Climate change is a monumental problem.  I characterize it by saying that it is our species’ greatest confirmed threat.  Nuclear war?  Possible but unlikely in any given decade.  An asteroid/comet collision with Earth resulting in an extinction level event?  Possible but unlikely in any given decade.  I would, however, rate the asteroid/comet threat above nuclear war.  One day, the former will happen, we just don’t know when; the latter can be held off and eliminated based on our own decision making.  In a way, climate change combines aspects of both of these threats.  Climate change (at a level that will challenge our civilizations) is both possible and likely in a given decade; it is currently happening and its magnitude will only increase each decade during the rest of this century unless and until we decide to do something about it.

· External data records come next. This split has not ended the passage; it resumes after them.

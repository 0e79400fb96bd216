//! Multi-sheet invoicing workbook.
//!
//! The workbook is saved under a temporary name next to its destination and
//! renamed into place, so a failed run never leaves a half-written report.

use chrono::NaiveDateTime;
use rust_xlsxwriter::{Format, Workbook, Worksheet, XlsxError};
use std::fs;
use std::path::{Path, PathBuf};
use tracing::info;
use uuid::Uuid;

use crate::error::{InvoicingError, Result};
use crate::period::ReportPeriod;
use crate::pivot::CategoryPivot;
use crate::record::InvoiceRow;
use crate::sheet::datetime_to_excel_serial;

pub const INVOICING_SHEET: &str = "Invoicing";
pub const FINAL_SHEET: &str = "Final";

pub const ROW_HEADERS: [&str; 17] = [
    "INVNUM",
    "MRN",
    "VisitNumber",
    "Location",
    "CodifyComments",
    "Reason",
    "Category",
    "RetrievalStatus",
    "RetrievalDescription",
    "CreatedDate",
    "BOTRequestDate",
    "LastModifiedDate",
    "RecordAttemptCount",
    "CareportSuccessCount",
    "CareportFailureCount",
    "SunriseSuccessCount",
    "SunriseFailureCount",
];

const DATETIME_NUM_FORMAT: &str = "yyyy-mm-dd hh:mm:ss";

pub struct ReportContents<'a> {
    pub invoicing: &'a [InvoiceRow],
    pub final_rows: &'a [InvoiceRow],
    pub pivots: &'a [CategoryPivot],
}

/// `<output_dir>/<YYYY>/<MM> <YYYY>.xlsx`
pub fn report_path(output_dir: &Path, period: ReportPeriod) -> PathBuf {
    output_dir.join(period.year_text()).join(format!(
        "{} {}.xlsx",
        period.month_text(),
        period.year_text()
    ))
}

fn write_text(ws: &mut Worksheet, row: u32, col: u16, text: &str) -> std::result::Result<(), XlsxError> {
    if !text.is_empty() {
        ws.write_string(row, col, text)?;
    }
    Ok(())
}

fn write_timestamp(
    ws: &mut Worksheet,
    row: u32,
    col: u16,
    ts: Option<&NaiveDateTime>,
    format: &Format,
) -> std::result::Result<(), XlsxError> {
    if let Some(ts) = ts {
        ws.write_number_with_format(row, col, datetime_to_excel_serial(ts), format)?;
    }
    Ok(())
}

fn write_rows_sheet(
    workbook: &mut Workbook,
    name: &str,
    rows: &[InvoiceRow],
) -> std::result::Result<(), XlsxError> {
    let header = Format::new().set_bold();
    let datetime = Format::new().set_num_format(DATETIME_NUM_FORMAT);

    let ws = workbook.add_worksheet();
    ws.set_name(name)?;
    for (col, title) in ROW_HEADERS.iter().enumerate() {
        ws.write_string_with_format(0, col as u16, *title, &header)?;
    }
    for col in 9..=11 {
        ws.set_column_width(col, 20)?;
    }

    for (idx, row) in rows.iter().enumerate() {
        let r = idx as u32 + 1;
        let rec = &row.record;
        ws.write_number(r, 0, rec.invoice_number as f64)?;
        write_text(ws, r, 1, &rec.patient_ref)?;
        write_text(ws, r, 2, &rec.visit_number)?;
        write_text(ws, r, 3, &rec.location)?;
        write_text(ws, r, 4, &rec.comments)?;
        write_text(ws, r, 5, &rec.reason)?;
        write_text(ws, r, 6, row.category.label().unwrap_or_default())?;
        write_text(ws, r, 7, &rec.retrieval_status)?;
        write_text(ws, r, 8, &rec.retrieval_description)?;
        write_timestamp(ws, r, 9, Some(&rec.created_at), &datetime)?;
        write_timestamp(ws, r, 10, rec.bot_request_at.as_ref(), &datetime)?;
        write_timestamp(ws, r, 11, rec.last_modified_at.as_ref(), &datetime)?;
        write_text(ws, r, 12, &rec.attempt_count_raw)?;
        ws.write_number(r, 13, row.attempts.careport_success)?;
        ws.write_number(r, 14, row.attempts.careport_failure)?;
        ws.write_number(r, 15, row.attempts.sunrise_success)?;
        ws.write_number(r, 16, row.attempts.sunrise_failure)?;
    }
    Ok(())
}

fn write_pivot_sheet(
    workbook: &mut Workbook,
    pivot: &CategoryPivot,
) -> std::result::Result<(), XlsxError> {
    let header = Format::new().set_bold();

    let ws = workbook.add_worksheet();
    ws.set_name(pivot.subsystem.sheet_name())?;
    ws.write_string_with_format(
        0,
        0,
        format!("Category / {}", pivot.subsystem.counter_header()),
        &header,
    )?;
    ws.set_column_width(0, 36)?;
    for (i, value) in pivot.counter_values.iter().enumerate() {
        ws.write_number_with_format(0, i as u16 + 1, *value, &header)?;
    }
    let total_col = pivot.counter_values.len() as u16 + 1;
    ws.write_string_with_format(0, total_col, "Total", &header)?;

    for (idx, row) in pivot.rows.iter().enumerate() {
        let r = idx as u32 + 1;
        ws.write_string(r, 0, row.category)?;
        for (i, count) in row.counts.iter().enumerate() {
            ws.write_number(r, i as u16 + 1, *count as f64)?;
        }
        ws.write_number(r, total_col, row.total as f64)?;
    }
    Ok(())
}

fn build_workbook(contents: &ReportContents<'_>) -> std::result::Result<Workbook, XlsxError> {
    let mut workbook = Workbook::new();
    write_rows_sheet(&mut workbook, INVOICING_SHEET, contents.invoicing)?;
    write_rows_sheet(&mut workbook, FINAL_SHEET, contents.final_rows)?;
    for pivot in contents.pivots {
        write_pivot_sheet(&mut workbook, pivot)?;
    }
    Ok(workbook)
}

/// Writes the report for `period`, creating the year directory when needed,
/// and returns the final path.
pub fn write_report(
    output_dir: &Path,
    period: ReportPeriod,
    contents: &ReportContents<'_>,
) -> Result<PathBuf> {
    let path = report_path(output_dir, period);
    let dir = path
        .parent()
        .map(Path::to_path_buf)
        .unwrap_or_else(|| output_dir.to_path_buf());
    fs::create_dir_all(&dir).map_err(|e| InvoicingError::write_failure(&dir, e))?;

    let mut workbook = build_workbook(contents).map_err(|e| InvoicingError::write_failure(&path, e))?;

    let tmp_path = dir.join(format!(
        ".{} {}.{}.xlsx",
        period.month_text(),
        period.year_text(),
        Uuid::new_v4()
    ));
    if let Err(e) = workbook.save(&tmp_path) {
        let _ = fs::remove_file(&tmp_path);
        return Err(InvoicingError::write_failure(&path, e));
    }
    if let Err(e) = fs::rename(&tmp_path, &path) {
        let _ = fs::remove_file(&tmp_path);
        return Err(InvoicingError::write_failure(&path, e));
    }

    info!(
        path = %path.display(),
        invoicing_rows = contents.invoicing.len(),
        final_rows = contents.final_rows.len(),
        pivots = contents.pivots.len(),
        "wrote invoicing report"
    );
    Ok(path)
}
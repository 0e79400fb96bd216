use serde::Serialize;
use std::collections::{BTreeMap, BTreeSet};

use crate::record::InvoiceRow;

#[derive(Debug, Clone, Copy, PartialEq, Eq, Serialize)]
pub enum Subsystem {
    Careport,
    Sunrise,
}

impl Subsystem {
    pub fn sheet_name(self) -> &'static str {
        match self {
            Subsystem::Careport => "Careport Pivot",
            Subsystem::Sunrise => "Sunrise Pivot",
        }
    }

    pub fn counter_header(self) -> &'static str {
        match self {
            Subsystem::Careport => "CareportSuccessCount",
            Subsystem::Sunrise => "SunriseSuccessCount",
        }
    }

    fn success_count(self, row: &InvoiceRow) -> u32 {
        match self {
            Subsystem::Careport => row.attempts.careport_success,
            Subsystem::Sunrise => row.attempts.sunrise_success,
        }
    }
}

#[derive(Debug, Clone, PartialEq, Eq, Serialize)]
pub struct PivotRow {
    pub category: &'static str,
    pub counts: Vec<usize>,
    pub total: usize,
}

/// Invoice rows per reason category, split by one subsystem's success count.
#[derive(Debug, Clone, PartialEq, Eq, Serialize)]
pub struct CategoryPivot {
    pub subsystem: Subsystem,
    pub counter_values: Vec<u32>,
    pub rows: Vec<PivotRow>,
}

impl CategoryPivot {
    pub fn build(subsystem: Subsystem, rows: &[InvoiceRow]) -> Self {
        let mut cells: BTreeMap<&'static str, BTreeMap<u32, usize>> = BTreeMap::new();
        let mut values = BTreeSet::new();
        for row in rows {
            // unlabelled rows have no pivot row
            let Some(label) = row.category.label() else {
                continue;
            };
            let value = subsystem.success_count(row);
            values.insert(value);
            *cells.entry(label).or_default().entry(value).or_insert(0) += 1;
        }

        let counter_values = values.into_iter().collect::<Vec<_>>();
        let rows = cells
            .into_iter()
            .map(|(category, by_value)| {
                let counts = counter_values
                    .iter()
                    .map(|v| by_value.get(v).copied().unwrap_or(0))
                    .collect::<Vec<_>>();
                let total = counts.iter().sum();
                PivotRow {
                    category,
                    counts,
                    total,
                }
            })
            .collect();

        Self {
            subsystem,
            counter_values,
            rows,
        }
    }
}

pub fn build_pivots(rows: &[InvoiceRow]) -> Vec<CategoryPivot> {
    vec![
        CategoryPivot::build(Subsystem::Careport, rows),
        CategoryPivot::build(Subsystem::Sunrise, rows),
    ]
}
impl OutboundDirectory {
    pub fn new(dir: impl Into<PathBuf>, pattern: impl Into<String>) -> Self {
        Self {
            dir: dir.into(),
            pattern: pattern.into(),
        }
    }

    fn resolved_pattern(&self, month: u32, year: i32) -> String {
        self.pattern
            .replace("{MM}", &format!("{month:02}"))
            .replace("{YYYY}", &format!("{year:04}"))
    }

    pub fn matching_files(&self, month: u32, year: i32) -> Result<Vec<PathBuf>> {
        let resolved = self.resolved_pattern(month, year);
        let not_found = || InvoicingError::SourceNotFound {
            dir: self.dir.clone(),
            pattern: resolved.clone(),
        };
        if !self.dir.is_dir() {
            return Err(not_found());
        }
        let matcher = wildcard_regex(&resolved)?;

        let mut files = WalkDir::new(&self.dir)
            .min_depth(1)
            .max_depth(1)
            .into_iter()
            .filter_map(|e| e.ok())
            .filter(|e| e.file_type().is_file())
            .filter(|e| {
                let name = e.file_name().to_string_lossy();
                if name.contains('~') {
                    debug!(file = %name, "skipping editor lock file");
                    return false;
                }
                matcher.is_match(&name)
            })
            .map(|e| e.into_path())
            .collect::<Vec<_>>();
        files.sort();
        if files.is_empty() {
            return Err(not_found());
        }
        Ok(files)
    }
}

impl OutboundSource for OutboundDirectory {
    fn tables_for(&self, month: u32, year: i32) -> Result<Vec<SheetTable>> {
        self.matching_files(month, year)?
            .iter()
            .map(|path| read_table(path))
            .collect()
    }
}

/// A consolidated transaction report covering many bots and months; every
/// call returns the same workbook.
#[derive(Debug)]
pub struct TransactionReport {
    path: PathBuf,
    bot_name: String,
    cache: OnceCell<SheetTable>,
}

impl TransactionReport {
    pub fn new(path: impl Into<PathBuf>, bot_name: impl Into<String>) -> Self {
        Self {
            path: path.into(),
            bot_name: bot_name.into(),
            cache: OnceCell::new(),
        }
    }
}

impl OutboundSource for TransactionReport {
    fn tables_for(&self, _month: u32, _year: i32) -> Result<Vec<SheetTable>> {
        if let Some(table) = self.cache.get() {
            return Ok(vec![table.clone()]);
        }
        if !self.path.is_file() {
            return Err(InvoicingError::SourceNotFound {
                dir: self
                    .path
                    .parent()
                    .map(Path::to_path_buf)
                    .unwrap_or_else(|| PathBuf::from(".")),
                pattern: self
                    .path
                    .file_name()
                    .map(|n| n.to_string_lossy().to_string())
                    .unwrap_or_default(),
            });
        }
        let table = read_table(&self.path)?;
        let _ = self.cache.set(table.clone());
        Ok(vec![table])
    }

    fn bot_name(&self) -> Option<&str> {
        Some(&self.bot_name)
    }

    fn is_consolidated(&self) -> bool {
        true
    }
}

/// Glob-style `*`/`?` template to an anchored, case-insensitive regex.
fn wildcard_regex(pattern: &str) -> Result<Regex> {
    let mut re = String::from("(?i)^");
    for c in pattern.chars() {
        match c {
            '*' => re.push_str(".*"),
            '?' => re.push('.'),
            _ => re.push_str(&regex::escape(&c.to_string())),
        }
    }
    re.push('$');
    Regex::new(&re)
        .map_err(|e| InvoicingError::Config(format!("invalid file pattern '{pattern}': {e}")))
}

static EMPTY_CELL: Cell = Cell::Empty;

fn cell_at(row: &[Cell], idx: Option<usize>) -> &Cell {
    idx.and_then(|i| row.get(i)).unwrap_or(&EMPTY_CELL)
}

/// Types the rows of one table and keeps those created in `filter_month`
/// (and `filter_year`, when given).
fn typed_rows(
    table: &SheetTable,
    bot_name: Option<&str>,
    filter_month: u32,
    filter_year: Option<i32>,
) -> Result<Vec<OutboundRecord>> {
    let mut required = REQUIRED_COLUMNS.to_vec();
    if bot_name.is_some() {
        required.push(BOT_NAME);
    }
    let (header_idx, mapping) = find_header_row(table, COLUMN_SPECS, &required)?;

    let mut out = Vec::new();
    for (idx, row) in table.rows.iter().enumerate().skip(header_idx + 1) {
        if row.iter().all(Cell::is_empty) {
            continue;
        }
        let line = idx + 1;
        let get = |field: &str| cell_at(row, mapping.get(field).copied());
        let mismatch = |field: &str, detail: String| {
            InvoicingError::schema(&table.origin, format!("row {line}, column {field}: {detail}"))
        };

        if let Some(expected) = bot_name {
            if cell_to_text(get(BOT_NAME)) != expected {
                continue;
            }
        }

        let invoice_number =
            cell_to_integer(get(INVOICE_NUMBER)).map_err(|e| mismatch(INVOICE_NUMBER, e))?;
        let created_at = cell_to_timestamp(get(CREATED_AT)).map_err(|e| mismatch(CREATED_AT, e))?;
        let bot_request_at =
            cell_to_timestamp(get(BOT_REQUEST_AT)).map_err(|e| mismatch(BOT_REQUEST_AT, e))?;
        let last_modified_at =
            cell_to_timestamp(get(LAST_MODIFIED_AT)).map_err(|e| mismatch(LAST_MODIFIED_AT, e))?;

        let Some(created_at) = created_at else {
            continue;
        };
        if created_at.month() != filter_month {
            continue;
        }
        if filter_year.is_some_and(|y| created_at.year() != y) {
            continue;
        }

        let reason = cell_to_text(get(REASON));
        let mut comments = cell_to_text(get(COMMENTS));
        if comments.is_empty() {
            comments = reason.clone();
        }

        out.push(OutboundRecord {
            invoice_number,
            patient_ref: cell_to_text(get(PATIENT_REF)),
            visit_number: cell_to_text(get(VISIT_NUMBER)),
            location: cell_to_text(get(LOCATION)),
            comments,
            reason,
            retrieval_status: cell_to_text(get(RETRIEVAL_STATUS)),
            retrieval_description: cell_to_text(get(RETRIEVAL_DESCRIPTION)),
            created_at,
            bot_request_at,
            last_modified_at,
            attempt_count_raw: cell_to_text(get(ATTEMPT_COUNT)),
        });
    }
    Ok(out)
}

It should not be surprising then that, given the sheer magnitude of catastrophic climate change, solutions addressing it are also monumental in scale.  That’s the root of why so many climate change activists have been calling for a “climate-Manhattan Project” or a “climate Apollo Project”.  My view on climate change actions has shifted somewhat from thinking a bunch of personal actions will eventually accumulate enough inertia to reduce our climate forcing to recognizing that the number of actions will require large-scale policy shifts – something that requires governments to act.  That’s why the U.S. Senate’s recent failure to seriously address this developing crisis is so maddening.  The status quo approach to policy will not work with climate change, mostly because we’re dealing with physical systems that respond to forcing, not people’s tender egos and greed.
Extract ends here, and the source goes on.